DATASET ENTRIES =
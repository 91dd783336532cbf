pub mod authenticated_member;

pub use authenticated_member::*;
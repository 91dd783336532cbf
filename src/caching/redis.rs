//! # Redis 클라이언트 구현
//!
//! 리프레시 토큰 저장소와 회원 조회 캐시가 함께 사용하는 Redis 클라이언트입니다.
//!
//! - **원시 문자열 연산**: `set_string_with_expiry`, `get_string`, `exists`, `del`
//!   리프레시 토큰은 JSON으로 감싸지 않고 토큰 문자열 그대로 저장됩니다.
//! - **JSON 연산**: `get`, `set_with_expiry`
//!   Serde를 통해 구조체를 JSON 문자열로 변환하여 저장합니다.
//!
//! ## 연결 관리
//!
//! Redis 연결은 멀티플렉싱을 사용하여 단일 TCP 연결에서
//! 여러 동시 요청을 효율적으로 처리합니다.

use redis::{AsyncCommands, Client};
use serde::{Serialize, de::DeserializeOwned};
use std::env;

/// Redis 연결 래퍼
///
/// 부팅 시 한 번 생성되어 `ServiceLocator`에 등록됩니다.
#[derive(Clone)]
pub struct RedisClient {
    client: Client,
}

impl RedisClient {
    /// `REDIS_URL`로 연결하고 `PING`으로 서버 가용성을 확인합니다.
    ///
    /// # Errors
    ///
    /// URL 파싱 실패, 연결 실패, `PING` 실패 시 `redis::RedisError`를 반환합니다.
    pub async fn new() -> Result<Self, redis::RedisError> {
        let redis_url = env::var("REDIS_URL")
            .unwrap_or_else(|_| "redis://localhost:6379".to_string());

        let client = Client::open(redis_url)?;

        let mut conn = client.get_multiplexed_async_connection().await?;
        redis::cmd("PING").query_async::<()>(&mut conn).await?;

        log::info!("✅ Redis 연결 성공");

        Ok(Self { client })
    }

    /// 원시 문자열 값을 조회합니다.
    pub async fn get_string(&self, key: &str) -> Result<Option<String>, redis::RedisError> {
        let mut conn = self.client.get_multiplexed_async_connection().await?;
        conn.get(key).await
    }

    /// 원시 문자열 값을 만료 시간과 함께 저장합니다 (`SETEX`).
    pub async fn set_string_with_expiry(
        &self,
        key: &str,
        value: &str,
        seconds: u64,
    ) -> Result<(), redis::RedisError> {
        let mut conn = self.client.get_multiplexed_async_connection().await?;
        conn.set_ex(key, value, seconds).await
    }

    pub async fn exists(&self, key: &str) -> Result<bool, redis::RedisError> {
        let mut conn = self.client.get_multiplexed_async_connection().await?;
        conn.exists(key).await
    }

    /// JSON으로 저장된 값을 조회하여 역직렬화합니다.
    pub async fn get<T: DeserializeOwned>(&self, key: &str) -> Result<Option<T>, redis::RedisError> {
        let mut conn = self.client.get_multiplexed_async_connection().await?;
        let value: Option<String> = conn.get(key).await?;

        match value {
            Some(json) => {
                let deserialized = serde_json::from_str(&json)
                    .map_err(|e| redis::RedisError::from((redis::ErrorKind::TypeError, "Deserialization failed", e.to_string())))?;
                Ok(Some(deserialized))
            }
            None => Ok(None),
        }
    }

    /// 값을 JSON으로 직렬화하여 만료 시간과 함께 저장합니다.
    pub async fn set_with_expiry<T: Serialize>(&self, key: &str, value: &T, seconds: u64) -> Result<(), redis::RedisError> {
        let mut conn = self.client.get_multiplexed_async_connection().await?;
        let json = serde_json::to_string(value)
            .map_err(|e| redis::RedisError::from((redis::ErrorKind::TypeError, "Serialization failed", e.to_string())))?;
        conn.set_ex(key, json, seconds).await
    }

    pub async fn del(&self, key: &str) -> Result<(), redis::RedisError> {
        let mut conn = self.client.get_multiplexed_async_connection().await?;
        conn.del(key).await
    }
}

WORK TO COMPLETE = Your task is to restate every record word for word.

OUTPUT OF THE TASK =
repository 91dd783336532cbf
pub mod authenticated_member;

pub use authenticated_member::*;
repository 91dd783336532cbf
filename src/caching/redis.rs
//! # Redis 클라이언트 구현
//!
//! 리프레시 토큰 저장소와 회원 조회 캐시가 함께 사용하는 Redis 클라이언트입니다.
//!
//! - **원시 문자열 연산**: `set_string_with_expiry`, `get_string`, `exists`, `del`
//!   리프레시 토큰은 JSON으로 감싸지 않고 토큰 문자열 그대로 저장됩니다.
//! - **JSON 연산**: `get`, `set_with_expiry`
//!   Serde를 통해 구조체를 JSON 문자열로 변환하여 저장합니다.
//!
//! ## 연결 관리
//!
//! Redis 연결은 멀티플렉싱을 사용하여 단일 TCP 연결에서
//! 여러 동시 요청을 효율적으로 처리합니다.

use redis::{AsyncCommands, Client};
use serde::{Serialize, de::DeserializeOwned};
use std::env;

/// Redis 연결 래퍼
///
/// 부팅 시 한 번 생성되어 `ServiceLocator`에 등록됩니다.
#[derive(Clone)]
pub struct RedisClient {
    client: Client,
}

impl RedisClient {
    /// `REDIS_URL`로 연결하고 `PING`으로 서버 가용성을 확인합니다.
    ///
    /// # Errors
    ///
    /// URL 파싱 실패, 연결 실패, `PING` 실패 시 `redis::RedisError`를 반환합니다.
    pub async fn new() -> Result<Self, redis::RedisError> {
        let redis_url = env::var("REDIS_URL")
            .unwrap_or_else(|_| "redis://localhost:6379".to_string());

        let client = Client::open(redis_url)?;

        let mut conn = client.get_multiplexed_async_connection().await?;
        redis::cmd("PING").query_async::<()>(&mut conn).await?;

        log::info!("✅ Redis 연결 성공");

        Ok(Self { client })
    }

    /// 원시 문자열 값을 조회합니다.
    pub async fn get_string(&self, key: &str) -> Result<Option<String>, redis::RedisError> {
        let mut conn = self.client.get_multiplexed_async_connection().await?;
        conn.get(key).await
    }

    /// 원시 문자열 값을 만료 시간과 함께 저장합니다 (`SETEX`).
    pub async fn set_string_with_expiry(
        &self,
        key: &str,
        value: &str,
        seconds: u64,
    ) -> Result<(), redis::RedisError> {
        let mut conn = self.client.get_multiplexed_async_connection().await?;
        conn.set_ex(key, value, seconds).await
    }

    pub async fn exists(&self, key: &str) -> Result<bool, redis::RedisError> {
        let mut conn = self.client.get_multiplexed_async_connection().await?;
        conn.exists(key).await
    }

    /// JSON으로 저장된 값을 조회하여 역직렬화합니다.
    pub async fn get<T: DeserializeOwned>(&self, key: &str) -> Result<Option<T>, redis::RedisError> {
        let mut conn = self.client.get_multiplexed_async_connection().await?;
        let value: Option<String> = conn.get(key).await?;

        match value {
            Some(json) => {
                let deserialized = serde_json::from_str(&json)
                    .map_err(|e| redis::RedisError::from((redis::ErrorKind::TypeError, "Deserialization failed", e.to_string())))?;
                Ok(Some(deserialized))
            }
            None => Ok(None),
        }
    }

    /// 값을 JSON으로 직렬화하여 만료 시간과 함께 저장합니다.
    pub async fn set_with_expiry<T: Serialize>(&self, key: &str, value: &T, seconds: u64) -> Result<(), redis::RedisError> {
        let mut conn = self.client.get_multiplexed_async_connection().await?;
        let json = serde_json::to_string(value)
            .map_err(|e| redis::RedisError::from((redis::ErrorKind::TypeError, "Serialization failed", e.to_string())))?;
        conn.set_ex(key, json, seconds).await
    }

    pub async fn del(&self, key: &str) -> Result<(), redis::RedisError> {
        let mut conn = self.client.get_multiplexed_async_connection().await?;
        conn.del(key).await
    }
}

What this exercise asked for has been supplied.